The women's monastery St. Katharina in Augsburg in Bavaria is a former women's monastery of the Dominican Sisters in the diocese of Augsburg . The listed former monastery building (file number D-7-61-000-353) is located in Katharinengasse and Hallstrasse, two western side streets of Maximilianstrasse .

history

Foundation and Middle Ages

The monastery consecrated to St. Catherine of Alexandria was founded in 1243 in the suburb of Am Gries (near the Red Gate ). Christina von Wellenburg is generally accepted as the benefactor. At first it was under the spiritual direction of the Dominican monastery of St. Magdalena . In 1251 the convent moved to the city and purchased a piece of land on the site of today's Holbein high school to build a monastery . The imperial city had patronage of the monastery since 1349. In 1381 it was accepted into the Augsburg citizenship. The monastery was supported by donations from the Swabian nobility and later from Augsburg patrician families.
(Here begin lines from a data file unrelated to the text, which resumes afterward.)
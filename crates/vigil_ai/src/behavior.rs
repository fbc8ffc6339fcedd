//! Decision tree implementation
//!
//! Trees are stored flat in an arena and link their children by [`NodeId`],
//! so a tree may be wired up after its nodes are created. Conditions and
//! actions are plain data interpreted by a [`BehaviorContext`], which keeps
//! the tree free of references into the agent that runs it.
//!
//! A traversal starts at the root and follows exactly one outgoing edge
//! per node:
//! - a decision node asks the context and follows `yes` or `no`
//! - an action node lets the context perform it and follows `next`
//!
//! It stops at the first missing edge.

use crate::error::{AiError, Result};
use vigil_core::Handle;

/// Tag type for decision tree node handles
#[derive(Debug)]
pub enum TreeNode {}

/// Handle to a node inside a [`DecisionTree`]
pub type NodeId = Handle<TreeNode>;

/// Interpreter for a tree's conditions and actions
pub trait BehaviorContext {
    /// Condition data stored in decision nodes
    type Condition;
    /// Action data stored in action nodes
    type Action;

    /// Evaluate a decision
    fn check(&mut self, condition: &Self::Condition) -> bool;

    /// Execute an action
    ///
    /// Actions are mutable so they can carry per-node state such as cooldown timers.
    fn perform(&mut self, action: &mut Self::Action);
}

/// Node of a decision tree
#[derive(Debug, Clone)]
pub enum Node<C, A> {
    Decision {
        condition: C,
        yes: Option<NodeId>,
        no: Option<NodeId>,
    },
    Action {
        action: A,
        next: Option<NodeId>,
    },
}

/// Summary of a single traversal
#[derive(Debug, Clone, Copy, PartialEq, Eq, Default)]
pub struct Traversal {
    /// Nodes evaluated, root included
    pub evaluated: usize,
    /// Actions performed
    pub actions: usize,
}

/// Arena-backed decision tree
#[derive(Debug, Clone)]
pub struct DecisionTree<C, A> {
    nodes: Vec<Node<C, A>>,
    root: Option<NodeId>,
}

impl<C, A> Default for DecisionTree<C, A> {
    fn default() -> Self {
        Self::new()
    }
}

impl<C, A> DecisionTree<C, A> {
    /// Create an empty tree
    pub fn new() -> Self {
        Self {
            nodes: Vec::new(),
            root: None,
        }
    }

    fn push(&mut self, node: Node<C, A>) -> NodeId {
        let id = NodeId::new(self.nodes.len() as u32);
        self.nodes.push(node);
        id
    }

    /// Add a decision node
    pub fn decision(&mut self, condition: C, yes: Option<NodeId>, no: Option<NodeId>) -> NodeId {
        self.push(Node::Decision { condition, yes, no })
    }

    /// Add an action node
    pub fn action(&mut self, action: A, next: Option<NodeId>) -> NodeId {
        self.push(Node::Action { action, next })
    }

    /// Set the node traversal starts from
    pub fn set_root(&mut self, root: NodeId) -> Result<()> {
        self.check_id(root)?;
        self.root = Some(root);
        Ok(())
    }

    pub fn root(&self) -> Option<NodeId> {
        self.root
    }

    pub fn len(&self) -> usize {
        self.nodes.len()
    }

    pub fn is_empty(&self) -> bool {
        self.nodes.is_empty()
    }

    pub fn contains(&self, id: NodeId) -> bool {
        (id.index() as usize) < self.nodes.len()
    }

    pub fn node(&self, id: NodeId) -> Option<&Node<C, A>> {
        self.nodes.get(id.index() as usize)
    }

    pub fn node_mut(&mut self, id: NodeId) -> Option<&mut Node<C, A>> {
        self.nodes.get_mut(id.index() as usize)
    }

    /// Iterate over all action payloads
    pub fn actions(&self) -> impl Iterator<Item = &A> {
        self.nodes.iter().filter_map(|node| match node {
            Node::Action { action, .. } => Some(action),
            Node::Decision { .. } => None,
        })
    }

    /// Link the `yes` branch of a decision node
    pub fn set_yes(&mut self, id: NodeId, child: Option<NodeId>) -> Result<()> {
        self.check_child(child)?;
        match self.node_mut(id) {
            Some(Node::Decision { yes, .. }) => {
                *yes = child;
                Ok(())
            }
            _ => Err(AiError::InvalidNode(id)),
        }
    }

    /// Link the `no` branch of a decision node
    pub fn set_no(&mut self, id: NodeId, child: Option<NodeId>) -> Result<()> {
        self.check_child(child)?;
        match self.node_mut(id) {
            Some(Node::Decision { no, .. }) => {
                *no = child;
                Ok(())
            }
            _ => Err(AiError::InvalidNode(id)),
        }
    }

    /// Link the successor of an action node
    pub fn set_next(&mut self, id: NodeId, child: Option<NodeId>) -> Result<()> {
        self.check_child(child)?;
        match self.node_mut(id) {
            Some(Node::Action { next, .. }) => {
                *next = child;
                Ok(())
            }
            _ => Err(AiError::InvalidNode(id)),
        }
    }

    fn check_id(&self, id: NodeId) -> Result<()> {
        if self.contains(id) {
            Ok(())
        } else {
            Err(AiError::InvalidNode(id))
        }
    }

    fn check_child(&self, child: Option<NodeId>) -> Result<()> {
        child.map_or(Ok(()), |id| self.check_id(id))
    }

    /// Walk the tree once from the root
    ///
    /// An empty tree (no root) is a no-op.
    pub fn traverse<X>(&mut self, ctx: &mut X) -> Result<Traversal>
    where
        X: BehaviorContext<Condition = C, Action = A>,
    {
        match self.root {
            Some(root) => self.traverse_from(root, ctx),
            None => Ok(Traversal::default()),
        }
    }

    /// Walk the tree once from `start`
    ///
    /// Trees are expected to be acyclic. A traversal that evaluates more
    /// nodes than the tree holds must have revisited one, so it is aborted
    /// with [`AiError::CycleDetected`].
    pub fn traverse_from<X>(&mut self, start: NodeId, ctx: &mut X) -> Result<Traversal>
    where
        X: BehaviorContext<Condition = C, Action = A>,
    {
        let limit = self.nodes.len();
        let mut stats = Traversal::default();
        let mut current = Some(start);

        while let Some(id) = current {
            if stats.evaluated >= limit {
                log::warn!(
                    "Decision tree traversal exceeded {} nodes, aborting",
                    limit
                );
                return Err(AiError::CycleDetected {
                    steps: stats.evaluated,
                });
            }
            stats.evaluated += 1;

            current = match self.nodes.get_mut(id.index() as usize) {
                Some(Node::Decision { condition, yes, no }) => {
                    if ctx.check(condition) {
                        *yes
                    } else {
                        *no
                    }
                }
                Some(Node::Action { action, next }) => {
                    ctx.perform(action);
                    stats.actions += 1;
                    *next
                }
                None => return Err(AiError::InvalidNode(id)),
            };
        }

        Ok(stats)
    }
}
Reformation and modern times

Part of the building of the former monastery from the 16th century

1498–1503, the second monastery was built according to a design by Burkhart Engelberg , the walls of which can still be found today. The nuns had the so-called basilica cycle painted for the chapter house next to the cloister , among others by Hans Burgkmair , Hans Holbein the Elder and an unknown "Master LF". (Today the basilica pictures hang in the State Gallery of Old German Masters , right next to the school.) Around 1500 Hans Holbein created a Catherine and a Sebastian altar for the monastery. In 1516/1517 the two-aisled basilica of St. Catherine was built, crowned with a turret.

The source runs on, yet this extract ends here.